Alfred University News

History Professor Mallory Szymanski examines limits of 'neurasthentic defense'

Alfred University history professor examines 'neuresthanic defense' at Western History Association conference


Alfred University Assistant Professor of history, Mallory Szymanski, reviewed the historically significant case of Aaron Hershfield at the recent Western History Association Conference in San Antonio, TX. She read her paper on Hershfield, “‘Not His Own Boss:’ Nervous Disease, Family Scandal, and the Banking Industry in Helena, Montana, 1893-1895,” at a WHA panel, “In Sickness and in Health: Illness, Institutions, and Medicine in the American West,” which she had organized.

Aaron Hershfield became the subject of a sensationalized divorce trial in the late nineteenth century, driven partly by Jewish relatives who wanted his marriage to a Catholic woman annulled. At the same time, Hershfield was under investigation for writing bad checks while working as a cashier in the Hershfield family-owned Merchants National Bank, located in Helena, MT.

According to Szymanski, Hershfield’s personal life was crumbling and his health was suffering. He consequently argued in court that his illness had undermined his capacity to make responsible decisions – the “neurasthenia defense,” according to Szymanski, which held that Hershfield could not be held responsible for his actions because he was too sick to have sound judgment.

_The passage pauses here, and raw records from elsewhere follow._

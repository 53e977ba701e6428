//! Lexer: byte-stream to token stream.
//!
//! Never returns an error. Unterminated quotes and runaway heredocs are
//! closed at end-of-input with whatever content was accumulated — agents
//! frequently emit truncated shell snippets and the best-effort policy keeps
//! the rest of the pipeline useful instead of aborting on them.

use super::span::{Position, Span};
use super::tokens::{Token, TokenKind};
use std::iter::Peekable;
use std::str::CharIndices;

fn is_boundary_char(c: char) -> bool {
    matches!(
        c,
        '|' | '&' | ';' | '(' | ')' | '<' | '>' | ' ' | '\t' | '\n' | '\r'
    )
}

fn is_name_start(c: char) -> bool {
    c.is_ascii_alphabetic() || c == '_'
}

fn is_name_continue(c: char) -> bool {
    c.is_ascii_alphanumeric() || c == '_'
}

fn is_special_var_char(c: char) -> bool {
    matches!(c, '?' | '#' | '!' | '$' | '@' | '0'..='9')
}

#[derive(Debug, Clone, Copy, PartialEq, Eq)]
enum SegKind {
    Bareword,
    Single,
    Double,
    DollarSingle,
}

struct PendingHeredoc {
    token_index: usize,
    delimiter: String,
    quoted: bool,
    tab_strip: bool,
}

pub struct Lexer<'a> {
    input: &'a str,
    chars: Peekable<CharIndices<'a>>,
    position: Position,
    tokens: Vec<Token>,
    pending_heredocs: Vec<PendingHeredoc>,
}

/// Tokenize a full bash command string. Always ends with `TokenKind::Eof`.
pub fn tokenize(input: &str) -> Vec<Token> {
    let mut lexer = Lexer::new(input);
    lexer.run();
    lexer.tokens
}
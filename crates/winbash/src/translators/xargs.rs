//! xargs, approximated as a `ForEach-Object` loop over pipeline input. Only
//! the common "xargs CMD [ARGS...]" shape is modeled; `-I{}`-style
//! placeholder substitution is out of scope.

use super::TranslatedCommand;
use crate::parser::Word;
use crate::transform::{translate_word, TransformContext};

pub fn translate(args: &[Word], ctx: &mut TransformContext) -> TranslatedCommand {
    if args.is_empty() {
        return TranslatedCommand::new("ForEach-Object { $_ }");
    }
    let cmd_name = args[0].as_plain_str().map(str::to_string).unwrap_or_else(|| translate_word(&args[0], ctx));
    let rest = args[1..]
        .iter()
        .map(|w| translate_word(w, ctx))
        .collect::<Vec<_>>()
        .join(" ");
    let invocation = if rest.is_empty() {
        format!("& {cmd_name} $_")
    } else {
        format!("& {cmd_name} {rest} $_")
    };
    TranslatedCommand::new(format!("ForEach-Object {{ {invocation} }}"))
}
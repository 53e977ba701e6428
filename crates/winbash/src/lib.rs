//! Winbash - bash (agent dialect) to PowerShell source-to-source transpiler
//!
//! Winbash converts the subset of POSIX shell that AI coding agents typically
//! emit into PowerShell script text, for middleware that runs agent-generated
//! commands on Windows hosts without a UNIX-emulation layer.
//!
//! The transpiler is synchronous, pure, and never panics or returns an `Err`
//! across its public API: a structural parse failure becomes a commented
//! `# TRANSPILE ERROR: ...` line instead of propagating.
//!
//! # Quick Start
//!
//! ```rust
//! use winbash::transpile;
//!
//! let ps = transpile("grep -r TODO src/", &Default::default());
//! assert!(ps.contains("Select-String"));
//! ```
//!
//! # Full Result
//!
//! [`transpile_with_meta`] additionally reports whether a dual-path
//! translator fell back to its non-native PowerShell form, plus warnings and
//! untranslatable fragments:
//!
//! ```rust
//! use winbash::{transpile_with_meta, TranspileOptions};
//!
//! let result = transpile_with_meta("chmod 755 deploy.sh", &TranspileOptions::default());
//! assert!(!result.unsupported.is_empty());
//! ```
//!
//! # Configuration
//!
//! [`TranspileOptions`] controls whether dual-path translators (`grep`,
//! `find`, `curl`/`wget`) prefer a native Windows binary (`rg.exe`, `fd.exe`,
//! `curl.exe`) over their PowerShell-cmdlet fallback, and which tool
//! availability record to trust:
//!
//! ```rust
//! use winbash::{transpile, TranspileOptions};
//!
//! let options = TranspileOptions {
//!     prefer_native_tools: false,
//!     ..Default::default()
//! };
//! let ps = transpile("grep -r TODO .", &options);
//! assert!(ps.contains("Select-String"));
//! ```

mod error;
mod logging_impl;
pub mod parser;
mod tools;
mod transform;
mod translators;

pub use error::{Error, Result};
pub use logging_impl::LogConfig;
pub use tools::{detect_tools, reset_tool_cache, ToolAvailability};

use transform::TransformContext;

/// Which PowerShell syntax baseline the emitted text targets.
///
/// Reserved for future use: the current emitter only produces syntax valid
/// on PowerShell 5.1, so both variants presently behave identically.
#[derive(Debug, Clone, Copy, PartialEq, Eq, Default, serde::Serialize, serde::Deserialize)]
pub enum PsVersion {
    #[default]
    V5_1,
    V7,
}

/// Configuration for one [`transpile`]/[`transpile_with_meta`] call.
#[derive(Debug, Clone, serde::Serialize, serde::Deserialize)]
pub struct TranspileOptions {
    /// Which native binaries dual-path translators may prefer. `None` probes
    /// `PATH` once via [`detect_tools`] and caches the result process-wide.
    pub available_tools: Option<ToolAvailability>,
    /// Whether dual-path translators (`grep`, `find`, `curl`/`wget`) prefer
    /// a native Windows binary over their PowerShell-cmdlet fallback.
    pub prefer_native_tools: bool,
    /// PowerShell syntax baseline to target.
    pub ps_version: PsVersion,
}

impl Default for TranspileOptions {
    fn default() -> Self {
        Self {
            available_tools: None,
            prefer_native_tools: true,
            ps_version: PsVersion::default(),
        }
    }
}

/// Full result of translating one bash command/script.
#[derive(Debug, Clone, serde::Serialize, serde::Deserialize)]
pub struct TranspileOutput {
    /// The translated PowerShell text.
    pub powershell: String,
    /// `true` if any dual-path translator took its non-native branch.
    pub used_fallbacks: bool,
    /// Advisory messages (lossy-but-working approximations).
    pub warnings: Vec<String>,
    /// Original bash fragments that had no translation at all.
    pub unsupported: Vec<String>,
}

/// Translate `bash` into PowerShell, returning only the text. Parse failures
/// become a `# TRANSPILE ERROR: ...` comment rather than an `Err` — this
/// function never panics and has no error return.
pub fn transpile(bash: &str, options: &TranspileOptions) -> String {
    transpile_with_meta(bash, options).powershell
}

/// Translate `bash` into PowerShell, reporting fallback usage, warnings, and
/// untranslatable fragments alongside the text.
pub fn transpile_with_meta(bash: &str, options: &TranspileOptions) -> TranspileOutput {
    #[cfg(feature = "logging")]
    let _span = tracing::debug_span!(
        "transpile",
        script = %logging_impl::format_script_for_log(bash, &LogConfig::new())
    )
    .entered();

    if bash.trim().is_empty() {
        return TranspileOutput {
            powershell: String::new(),
            used_fallbacks: false,
            warnings: Vec::new(),
            unsupported: Vec::new(),
        };
    }

    let tools = options.available_tools.unwrap_or_else(detect_tools);
    let mut ctx = TransformContext::new(tools, options.clone());

    let script = match lex_and_parse(bash) {
        Ok(script) => script,
        Err(err) => {
            #[cfg(feature = "logging")]
            tracing::warn!(error = %err, "bash parse failed");
            return TranspileOutput {
                powershell: format!("# TRANSPILE ERROR: {err}\n# Original: {bash}"),
                used_fallbacks: false,
                warnings: Vec::new(),
                unsupported: Vec::new(),
            };
        }
    };

    let powershell = transform::translate_script(&script, &mut ctx);

    #[cfg(feature = "logging")]
    for warning in &ctx.warnings {
        tracing::warn!(%warning, "translator fallback");
    }

    TranspileOutput {
        powershell,
        used_fallbacks: ctx.used_fallbacks,
        warnings: ctx.warnings,
        unsupported: ctx.unsupported,
    }
}

fn lex_and_parse(bash: &str) -> error::Result<parser::Script> {
    #[cfg(feature = "logging")]
    let _span = tracing::debug_span!("parse").entered();
    parser::parse(bash)
}

#[cfg(test)]
mod tests {
    use super::*;

    #[test]
    fn blank_input_produces_empty_output() {
        let out = transpile_with_meta("", &TranspileOptions::default());
        assert_eq!(out.powershell, "");
        assert!(!out.used_fallbacks);
        assert!(out.warnings.is_empty());
        assert!(out.unsupported.is_empty());
    }

    #[test]
    fn whitespace_only_input_produces_empty_output() {
        let out = transpile("   \n\t  ", &TranspileOptions::default());
        assert_eq!(out, "");
    }

    #[test]
    fn simple_command_translates() {
        let out = transpile("echo hello", &TranspileOptions::default());
        assert_eq!(out, "Write-Output (hello)");
    }

    #[test]
    fn unmatched_paren_becomes_error_comment() {
        let out = transpile("(echo hi", &TranspileOptions::default());
        assert!(out.starts_with("# TRANSPILE ERROR:"));
        assert!(out.contains("# Original: (echo hi"));
    }

    #[test]
    fn unsupported_flag_still_succeeds_with_warning() {
        let out = transpile_with_meta("chmod 755 deploy.sh", &TranspileOptions::default());
        assert!(!out.unsupported.is_empty());
        assert_eq!(out.powershell, "$null");
    }

    #[test]
    fn repeated_calls_with_same_input_are_deterministic() {
        let options = TranspileOptions::default();
        let a = transpile("ls -la /tmp", &options);
        let b = transpile("ls -la /tmp", &options);
        assert_eq!(a, b);
    }

    #[test]
    fn grep_dual_path_respects_available_tools_override() {
        let native = TranspileOptions {
            available_tools: Some(ToolAvailability {
                rg: true,
                ..Default::default()
            }),
            ..Default::default()
        };
        let out = transpile("grep -r TODO src/", &native);
        assert!(out.starts_with("rg"));

        let fallback = TranspileOptions {
            available_tools: Some(ToolAvailability::default()),
            ..Default::default()
        };
        let out = transpile("grep -r TODO src/", &fallback);
        assert!(out.contains("Select-String"));
    }
}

Szymanski writes that Hershfield tried “to link financial and emotional distress together as legally salient justifications of his bad behavior.” The court didn’t buy his argument, and the Hershfield case, Szymanski writes, becomes historically significant “because it marked a limit to which neurasthenia and other mental illnesses could obviate a man’s responsibility to his community.”

Szymanski joined the Alfred University faculty in 2018. She teaches classes in the U.S. Civil War, Black history, the history of sexuality, and popular culture.  She also directs the Africana studies program and teaches African history.